ネラはタズに寄りかかり、その肩に手を回したタズは柔らかな髪に顔を埋めて、しっとりした花の香りを堪能した。
「あー、前に会った時もずいぶん背が伸びてたなぁ。わかっちゃいるんスけどね。その場にいないと、つい昔のまんまの気がして」
「初めて会った時から、もう七年……八年かしら。変わらないわけがありませんわ。あなたもすっかり頼もしくなって、どこから見ても立派な船長さんでしょう。こんな髭面になっても、中身は昔と変わらないタズさんですけど」
ふふ、とネラは笑って、からかうようにタズの頬に接吻する。タズは照れくさそうにもじゃもじゃの顎を掻き、改めて愛人の姿をしげしげ眺めた。
「ネラさんは見た目も変わらずきれいッスね」
「あら、若作りして見えます? 『竜の娘』でも歳を取りますよ」
ネラはわざとらしく機嫌を損ねたふりをした。実際、化粧や身なりに気を使ってはいるが、それでも避けがたい容色の変化に自覚がある。変わらない、と言われて喜ぶよりも、変化に気付かれたらどうしよう、と不安がまさるのだ。
タズは女心の機微はよく分からなかったが、誤解されたと気付いて言い直した。
「あーいや、すんません、そうじゃなくて。俺にとっては、中身も見た目もずっと同じようにきれいだって意味」
「……」
さすがに返す言葉もなく、ネラは頬を染めて絶句する。たっぷり一呼吸はそのまま固まってしまい、それから彼女は負けたというように苦笑した。

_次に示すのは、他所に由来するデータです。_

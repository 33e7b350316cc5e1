//! INI document model.
//!
//! Reads and writes the `key = value` section format of the configuration
//! file. Keys are case-insensitive (stored lowercased), section names are
//! case-sensitive, and every named section inherits missing keys from
//! `[DEFAULT]`. Comments are accepted on read and dropped on write.

use crate::core::constants::DEFAULT_SECTION;
use crate::error::{ConfigError, Result};

#[derive(Debug, Clone, PartialEq, Eq)]
struct Section {
    name: String,
    entries: Vec<(String, String)>,
}

impl Section {
    fn new(name: &str) -> Self {
        Self {
            name: name.to_string(),
            entries: Vec::new(),
        }
    }

    fn get(&self, key: &str) -> Option<&str> {
        self.entries
            .iter()
            .find(|(k, _)| k == key)
            .map(|(_, v)| v.as_str())
    }
}

/// A parsed configuration file.
#[derive(Debug, Clone, Default, PartialEq, Eq)]
pub struct IniDocument {
    defaults: Option<Section>,
    sections: Vec<Section>,
}

impl IniDocument {
    /// Parse file content.
    ///
    /// # Errors
    ///
    /// `ConfigError::Parse` on an option outside any section, a line without
    /// delimiter, or a duplicated section or key.
    pub fn parse(text: &str) -> Result<Self> {
        let mut doc = Self::default();
        // (section index or None for DEFAULT, key) of the last option, for
        // continuation lines.
        let mut current: Option<Option<usize>> = None;
        let mut last_key: Option<String> = None;

        for (index, raw) in text.lines().enumerate() {
            let line_no = index + 1;
            let line = raw.trim_end_matches('\r');
            let trimmed = line.trim();

            if trimmed.is_empty() {
                last_key = None;
                continue;
            }
            if trimmed.starts_with('#') || trimmed.starts_with(';') {
                continue;
            }

            if line.starts_with(char::is_whitespace) {
                if let (Some(target), Some(key)) = (current, &last_key) {
                    let section = doc.section_at_mut(target);
                    if let Some(entry) = section.entries.iter_mut().find(|(k, _)| k == key) {
                        entry.1.push('\n');
                        entry.1.push_str(trimmed);
                        continue;
                    }
                }
            }

            if trimmed.starts_with('[') && trimmed.ends_with(']') && trimmed.len() > 2 {
                let name = &trimmed[1..trimmed.len() - 1];
                last_key = None;
                if name == DEFAULT_SECTION {
                    if doc.defaults.is_some() {
                        return Err(duplicate(line_no, "section", name));
                    }
                    doc.defaults = Some(Section::new(name));
                    current = Some(None);
                } else {
                    if doc.position(name).is_some() {
                        return Err(duplicate(line_no, "section", name));
                    }
                    doc.sections.push(Section::new(name));
                    current = Some(Some(doc.sections.len() - 1));
                }
                continue;
            }

            let Some(target) = current else {
                return Err(ConfigError::Parse {
                    line: line_no,
                    reason: "option outside of any section".to_string(),
                }
                .into());
            };
            let Some(split) = line.find(|c: char| c == '=' || c == ':') else {
                return Err(ConfigError::Parse {
                    line: line_no,
                    reason: format!("expected 'key = value', got '{}'", trimmed),
                }
                .into());
            };

            let key = line[..split].trim().to_lowercase();
            let value = line[split + 1..].trim_start().to_string();
            if key.is_empty() {
                return Err(ConfigError::Parse {
                    line: line_no,
                    reason: "empty key".to_string(),
                }
                .into());
            }

            let section = doc.section_at_mut(target);
            if section.get(&key).is_some() {
                return Err(duplicate(line_no, "key", &key));
            }
            section.entries.push((key.clone(), value));
            last_key = Some(key);
        }

        Ok(doc)
    }

    /// Render the document.
    ///
    /// `[DEFAULT]` comes first, then sections in insertion order; each
    /// section ends with a blank line. Multi-line values continue on lines
    /// indented with a tab.
    pub fn render(&self) -> String {
        let mut out = String::new();
        for section in self.defaults.iter().chain(self.sections.iter()) {
            out.push('[');
            out.push_str(&section.name);
            out.push_str("]\n");
            for (key, value) in &section.entries {
                out.push_str(key);
                out.push_str(" = ");
                out.push_str(&value.replace('\n', "\n\t"));
                out.push('\n');
            }
            out.push('\n');
        }
        out
    }

    /// Named sections, in file order. `[DEFAULT]` is not listed.
    pub fn section_names(&self) -> Vec<String> {
        self.sections.iter().map(|s| s.name.clone()).collect()
    }

    /// Whether `name` can be read: any listed section, and `DEFAULT` always.
    pub fn has_section(&self, name: &str) -> bool {
        name == DEFAULT_SECTION || self.position(name).is_some()
    }

    /// Value of `key` in `section`, falling back to `[DEFAULT]`.
    pub fn get(&self, section: &str, key: &str) -> Option<&str> {
        let key = key.to_lowercase();
        let own = if section == DEFAULT_SECTION {
            None
        } else {
            self.position(section)
                .and_then(|i| self.sections[i].get(&key))
        };
        own.or_else(|| self.defaults.as_ref().and_then(|d| d.get(&key)))
    }

    /// Set `key` in `section`, creating the section when missing. An existing
    /// key keeps its position.
    pub fn set(&mut self, section: &str, key: &str, value: &str) {
        let key = key.to_lowercase();
        let target = self.ensure_section(section);
        let section = self.section_at_mut(target);
        match section.entries.iter_mut().find(|(k, _)| *k == key) {
            Some(entry) => entry.1 = value.to_string(),
            None => section.entries.push((key, value.to_string())),
        }
    }

    /// Add an empty named section. Returns false if it already exists.
    pub fn add_section(&mut self, name: &str) -> bool {
        if self.has_section(name) {
            return false;
        }
        self.sections.push(Section::new(name));
        true
    }

    fn position(&self, name: &str) -> Option<usize> {
        self.sections.iter().position(|s| s.name == name)
    }

    fn ensure_section(&mut self, name: &str) -> Option<usize> {
        if name == DEFAULT_SECTION {
            if self.defaults.is_none() {
                self.defaults = Some(Section::new(DEFAULT_SECTION));
            }
            return None;
        }
        match self.position(name) {
            Some(i) => Some(i),
            None => {
                self.sections.push(Section::new(name));
                Some(self.sections.len() - 1)
            }
        }
    }

    fn section_at_mut(&mut self, target: Option<usize>) -> &mut Section {
        match target {
            Some(i) => &mut self.sections[i],
            None => self
                .defaults
                .get_or_insert_with(|| Section::new(DEFAULT_SECTION)),
        }
    }
}

fn duplicate(line: usize, what: &str, name: &str) -> crate::error::Error {
    ConfigError::Parse {
        line,
        reason: format!("duplicate {} '{}'", what, name),
    }
    .into()
}
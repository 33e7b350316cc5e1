//! Folder commands.

use tracing::info;

use crate::cli::session::Session;
use crate::cli::{output, views};
use crate::core::select;
use crate::error::Result;

/// List top-level folders.
pub fn list(session: &Session) -> Result<()> {
    let store = session.open()?;
    let folders = store.folders()?;
    session.data(views::folders(&folders), || {
        let rows: Vec<Vec<String>> = folders.iter().map(|f| vec![f.name().to_string()]).collect();
        output::table(&["Folder"], &rows)
    })
}

/// Create a top-level folder.
pub fn create(session: &Session, name: &str) -> Result<()> {
    let store = session.open()?;
    let name = session.value(name, "Name", None)?;
    info!("Creating folder: {}", name);
    store.create_folder(&name)?;
    session.done(&format!("Folder <{}> has been created", name))
}

/// Delete a folder and its content, selected by name prefix.
pub fn delete(session: &Session, name: &str) -> Result<()> {
    let store = session.open()?;
    let folders = store.folders()?;
    let folder = select::resolve_folder(&folders, name, session.selector())?;
    session.confirm(
        &format!(
            "Delete folder {} and all its content?",
            output::path(folder.name())
        ),
        "delete",
    )?;

    info!("Deleting folder: {}", folder.name());
    store.delete_folder(folder.name())?;
    session.done(&format!("Folder <{}> has been deleted", folder.name()))
}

「嬉しい褒め言葉をありがとうございます。でも、これからも同じでいられるかどうか。きっとだいぶん、変わってしまいますわ」
「なるほど、もっときれいになる、と」
「そうなれば良いのですけど」
ネラは受け流してから、ふと真面目な顔つきになった。壁際に控える召使に目配せしてから、居住まいを正してタズに向き直る。
「今日はいつもとは別のお話があるんです。……三年ほど前の、セナト様に対する暗殺未遂事件は憶えていらっしゃいますか」
「ああ……はい。一時期どこでも噂になってましたよ。日はまだ沈まない、って、あの演説が」
タズも背筋を伸ばし、表情を引き締めた。当時多くの人々が示した心酔や感激とはほど遠い、痛ましげな厳しさが眉間や口元にあらわれている。ネラはそれを見て取って、安堵したように目元を緩めた。

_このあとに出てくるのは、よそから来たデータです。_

//! Version control synchronization.
//!
//! A store directory can be a git working tree pushed to a remote. Every
//! call shells out to `git -C <store>`; failures carry git's stderr.

use std::fs;
use std::path::Path;
use std::process::{Command, Stdio};

use tracing::{debug, trace};

use crate::error::{Result, SyncError};

/// Remote repository settings used by [`VersionControl::init`].
#[derive(Debug, Clone, PartialEq, Eq)]
pub struct Remote<'a> {
    pub url: &'a str,
    pub branch: &'a str,
    pub user: &'a str,
    pub email: &'a str,
}

/// Version control backend.
pub trait VersionControl {
    /// Turn `path` into a working tree tracking `remote`.
    ///
    /// With `pull`, the remote branch is fetched into the tree; otherwise
    /// the branch is created locally with an empty `.gitignore` and pushed
    /// as the initial commit.
    fn init(&self, path: &Path, remote: &Remote<'_>, pull: bool) -> Result<()>;

    /// Pull `branch` from `origin`.
    fn pull(&self, path: &Path, branch: &str) -> Result<()>;

    /// Push `branch` to `origin`, setting upstream.
    fn push(&self, path: &Path, branch: &str) -> Result<()>;

    /// Stage everything, commit with `message`, then push.
    fn commit(&self, path: &Path, message: &str, branch: &str) -> Result<()>;

    /// Human-readable working tree status.
    fn status(&self, path: &Path) -> Result<String>;

    /// Pull then push.
    fn sync(&self, path: &Path, branch: &str) -> Result<()> {
        self.pull(path, branch)?;
        self.push(path, branch)
    }
}

/// git CLI backend.
#[derive(Debug, Default, Clone, Copy)]
pub struct Git;

impl Git {
    fn check_git() -> Result<()> {
        which::which("git").map_err(|_| {
            SyncError::Unavailable("git CLI not found. Install git and retry.".to_string())
        })?;
        Ok(())
    }

    /// Run `git -C path <args>` and return its stdout.
    fn run(path: &Path, args: &[&str]) -> Result<String> {
        Self::check_git()?;
        let command = args.first().copied().unwrap_or_default().to_string();
        trace!(path = %path.display(), ?args, "running git");

        let output = Command::new("git")
            .arg("-C")
            .arg(path)
            .args(args)
            .stdin(Stdio::null())
            .output()
            .map_err(|e| SyncError::CommandFailed {
                command: command.clone(),
                stderr: e.to_string(),
            })?;

        if !output.status.success() {
            let stderr = String::from_utf8_lossy(&output.stderr).trim().to_string();
            let stdout = String::from_utf8_lossy(&output.stdout).trim().to_string();
            return Err(SyncError::CommandFailed {
                command,
                stderr: if stderr.is_empty() { stdout } else { stderr },
            }
            .into());
        }

        Ok(String::from_utf8_lossy(&output.stdout).into_owned())
    }
}

impl VersionControl for Git {
    fn init(&self, path: &Path, remote: &Remote<'_>, pull: bool) -> Result<()> {
        debug!(path = %path.display(), url = remote.url, branch = remote.branch, pull, "git init");
        Self::run(path, &["init"])?;
        Self::run(path, &["config", "user.name", remote.user])?;
        Self::run(path, &["config", "user.email", remote.email])?;
        Self::run(path, &["remote", "add", "origin", remote.url])?;

        if pull {
            return self.pull(path, remote.branch);
        }

        Self::run(path, &["branch", "-M", remote.branch])?;
        fs::write(path.join(".gitignore"), "")?;
        self.commit(path, "Initial commit", remote.branch)
    }

    fn pull(&self, path: &Path, branch: &str) -> Result<()> {
        debug!(path = %path.display(), branch, "git pull");
        Self::run(path, &["pull", "origin", branch]).map(|_| ())
    }

    fn push(&self, path: &Path, branch: &str) -> Result<()> {
        debug!(path = %path.display(), branch, "git push");
        Self::run(path, &["push", "-u", "origin", branch]).map(|_| ())
    }

    fn commit(&self, path: &Path, message: &str, branch: &str) -> Result<()> {
        debug!(path = %path.display(), message, "git commit");
        Self::run(path, &["add", "."])?;
        // A clean tree makes `git commit` exit non-zero; still push.
        let clean = Self::run(path, &["status", "--porcelain"])?.trim().is_empty();
        if !clean {
            Self::run(path, &["commit", "-m", message])?;
        }
        self.push(path, branch)
    }

    fn status(&self, path: &Path) -> Result<String> {
        Self::run(path, &["status"])
    }
}
//! Store entries.
//!
//! Plain values produced by the scanner: one per password file and one per
//! top-level folder.

use std::path::{Path, PathBuf};

/// Handle to one encrypted password file.
#[derive(Debug, Clone, PartialEq, Eq, Hash)]
pub struct StoreEntry {
    root_path: PathBuf,
    root_label: String,
    file_name: String,
    label: String,
    full_path: PathBuf,
}

impl StoreEntry {
    /// Build an entry for `file_name` inside `root_path`.
    ///
    /// `root_label` is the folder path relative to the store root, empty for
    /// the top level. `label` is the file name without extension.
    pub fn new(
        root_path: PathBuf,
        root_label: String,
        file_name: String,
        label: String,
    ) -> Self {
        let full_path = root_path.join(&file_name);
        Self {
            root_path,
            root_label,
            file_name,
            label,
            full_path,
        }
    }

    /// Absolute path of the enclosing folder.
    pub fn root_path(&self) -> &Path {
        &self.root_path
    }

    /// Enclosing folder relative to the store root.
    pub fn root_label(&self) -> &str {
        &self.root_label
    }

    pub fn file_name(&self) -> &str {
        &self.file_name
    }

    pub fn label(&self) -> &str {
        &self.label
    }

    /// Absolute path of the encrypted file.
    pub fn full_path(&self) -> &Path {
        &self.full_path
    }

    /// `folder/label`, or just `label` at the top level.
    pub fn display_name(&self) -> String {
        if self.root_label.is_empty() {
            self.label.clone()
        } else {
            format!("{}/{}", self.root_label, self.label)
        }
    }
}

impl std::fmt::Display for StoreEntry {
    fn fmt(&self, f: &mut std::fmt::Formatter<'_>) -> std::fmt::Result {
        write!(f, "{}", self.display_name())
    }
}

/// A top-level folder of the store.
#[derive(Debug, Clone, PartialEq, Eq, Hash)]
pub struct FolderEntry {
    full_path: PathBuf,
    name: String,
}

impl FolderEntry {
    pub fn new(full_path: PathBuf, name: String) -> Self {
        Self { full_path, name }
    }

    pub fn full_path(&self) -> &Path {
        &self.full_path
    }

    pub fn name(&self) -> &str {
        &self.name
    }
}

impl std::fmt::Display for FolderEntry {
    fn fmt(&self, f: &mut std::fmt::Formatter<'_>) -> std::fmt::Result {
        write!(f, "{}", self.name)
    }
}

「あの後でセナト様は、私を侍女から外されました。もう子供ではないのだから、いつまでも女性に身の回りを世話されているのは格好が悪い、とおっしゃって。この屋敷の管理を任せたいが、ナクテに帰っても良い、アウストラ家の女主人に仕えるのが本来のつとめだろう、……と」
「そういや、そんな話でしたっけ」
先祖をさかのぼれば初代ナクテ領主たる竜侯とその竜につながる血筋。その秘密は代々の女主人にだけ伝えられてきた。ネラも本来は小セナトの母親フェルネーナに仕えていた身だ。

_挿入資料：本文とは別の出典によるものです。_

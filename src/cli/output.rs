//! Shared CLI output helpers for consistent terminal and JSON output.
//!
//! Color scheme (respects NO_COLOR):
//! - Green: success, checkmarks
//! - Red: errors
//! - Yellow: warnings
//! - Cyan: paths, names, hints
//! - Bold: headers, important values
//! - Dimmed: secondary info
//!
//! In `--json` mode every command prints exactly one envelope
//! `{"success": bool, "message": str, "data": ...}` on stdout.

use colored::Colorize;
use serde::Serialize;
use std::fmt::Display;

use crate::error::Result;

const RULE_WIDTH: usize = 56;

/// Check if color output is disabled via NO_COLOR env var.
fn colors_enabled() -> bool {
    std::env::var("NO_COLOR").is_err()
}

/// Print a success message with checkmark (green).
///
/// Example: `✓ Password file created`
pub fn success(msg: &str) {
    if colors_enabled() {
        println!("{} {}", "✓".green(), msg);
    } else {
        println!("✓ {}", msg);
    }
}

/// Print an error message to stderr (red).
///
/// Example: `✗ no password matches 'bank'`
pub fn error(msg: &str) {
    if colors_enabled() {
        eprintln!("{} {}", "✗".red(), msg);
    } else {
        eprintln!("✗ {}", msg);
    }
}

/// Print a warning message (yellow).
///
/// Example: `⚠ git is not configured`
pub fn warn(msg: &str) {
    if colors_enabled() {
        println!("{} {}", "⚠".yellow(), msg.yellow().italic());
    } else {
        println!("⚠ {}", msg);
    }
}

/// Print a hint message to stderr (cyan).
///
/// Example: `→ run: pouch init`
pub fn hint(msg: &str) {
    if colors_enabled() {
        eprintln!("{} {}", "→".cyan(), msg.cyan());
    } else {
        eprintln!("→ {}", msg);
    }
}

/// Print a bold header.
pub fn header(title: &str) {
    if colors_enabled() {
        println!("{}", title.bold());
    } else {
        println!("{}", title);
    }
}

/// Print a key-value pair (label dimmed, value bold).
///
/// Example: `  username  alice`
pub fn kv(label: &str, value: impl Display) {
    let label = console::pad_str(label, 9, console::Alignment::Left, None);
    if colors_enabled() {
        println!("  {} {}", label.dimmed(), value.to_string().bold());
    } else {
        println!("  {} {}", label, value);
    }
}

/// Print a horizontal rule separator.
pub fn rule() {
    if colors_enabled() {
        println!("{}", "─".repeat(RULE_WIDTH).dimmed());
    } else {
        println!("{}", "─".repeat(RULE_WIDTH));
    }
}

/// Format a path string in cyan.
pub fn path(p: &str) -> String {
    if colors_enabled() {
        p.cyan().to_string()
    } else {
        p.to_string()
    }
}

/// Format a command string in green.
pub fn cmd(c: &str) -> String {
    if colors_enabled() {
        c.green().to_string()
    } else {
        c.to_string()
    }
}

/// Print a dimmed/secondary message.
///
/// Example: `no data available`
pub fn dimmed(msg: &str) {
    if colors_enabled() {
        println!("{}", msg.dimmed());
    } else {
        println!("{}", msg);
    }
}

/// Print rows as aligned columns under a bold header, numbered from 1.
///
/// Column widths are measured on display width, so names with wide or
/// combining characters stay aligned.
pub fn table(headers: &[&str], rows: &[Vec<String>]) {
    if rows.is_empty() {
        dimmed("no data available");
        return;
    }

    let index_width = rows.len().to_string().len().max(2);
    let mut widths: Vec<usize> = headers
        .iter()
        .map(|h| console::measure_text_width(h))
        .collect();
    for row in rows {
        for (i, cell) in row.iter().enumerate().take(widths.len()) {
            widths[i] = widths[i].max(console::measure_text_width(cell));
        }
    }

    let render = |cells: Vec<String>| -> String {
        cells
            .iter()
            .zip(&widths)
            .map(|(cell, width)| {
                console::pad_str(cell, *width, console::Alignment::Left, None).into_owned()
            })
            .collect::<Vec<_>>()
            .join("  ")
            .trim_end()
            .to_string()
    };

    let head = format!(
        "{:>w$}  {}",
        "N.",
        render(headers.iter().map(|h| h.to_string()).collect()),
        w = index_width
    );
    header(&head);
    for (i, row) in rows.iter().enumerate() {
        let line = render(row.clone());
        if colors_enabled() {
            println!(
                "{}  {}",
                format!("{:>w$}", i + 1, w = index_width).dimmed(),
                line
            );
        } else {
            println!("{:>w$}  {}", i + 1, line, w = index_width);
        }
    }
}

#[derive(Serialize)]
struct Envelope<'a, T: Serialize> {
    success: bool,
    message: &'a str,
    data: T,
}

/// Print a JSON success envelope.
pub fn json_success<T: Serialize>(message: &str, data: T) -> Result<()> {
    let envelope = Envelope {
        success: true,
        message,
        data,
    };
    println!("{}", serde_json::to_string_pretty(&envelope)?);
    Ok(())
}

/// Print a JSON failure envelope (`data` is null).
pub fn json_error(message: &str) {
    let envelope = serde_json::json!({
        "success": false,
        "message": message,
        "data": null,
    });
    println!("{:#}", envelope);
}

「ええ。セナト様が私の手はもう必要ないと仰せなら、次は妹君のエフェルナ様にお仕えするのが順当なのですが……実は、あちらにいる私の身内が亡くなりまして。それを知らせて下さったフェルネーナ様が、もう血筋のつとめに囚われなくとも良い、最後の一人ぐらい自由に生きることを、大地竜も望むだろうと仰せられました」
「ありがたいっちゃありがたいお言葉ですが、両方からいっぺんにお役御免にされても困るッスね」
タズが苦笑して言い、ネラもやや気楽になった様子でうなずく。
「それで不意に気付いてしまったんです。このまま私が子を産まなければ、血筋が絶えてしまう。いいえ、血筋というよりもただ、私は独りぼっちになってしまう、と」
「ネラさん」
思わずタズは身を乗り出したが、ネラは手ぶりで制した。かつて見知らぬ姉弟の窮状を見て、事情も聞かずに飛び出した船乗り青年が、また先走ったことをする前に。
「だから養子を迎えました」
彼女は言って、ほら、と視線で示した。タズも振り向き、召使が連れて来た幼子の姿に目を丸くした。一歳か二歳か、まだよちよち歩きもおぼつかない。ふわふわした細い黒髪と、まるでネラから受け継いだかのような矢車菊色のつぶらな瞳。
「うわー……可愛いッスねぇ! 女の子?」
「ええ。母子ふたりだけで神殿に保護された後、母親が病気で亡くなったそうです。ルミナと呼ばれていたので、そのままに。本当は何も説明せずに会わせて、あなたの子よ、って悪戯をしようかと思ったんですけど」
笑いながらネラは言い、ルミナを膝に抱き上げる。タズは大袈裟に驚き呆れた顔をして天を仰いだ。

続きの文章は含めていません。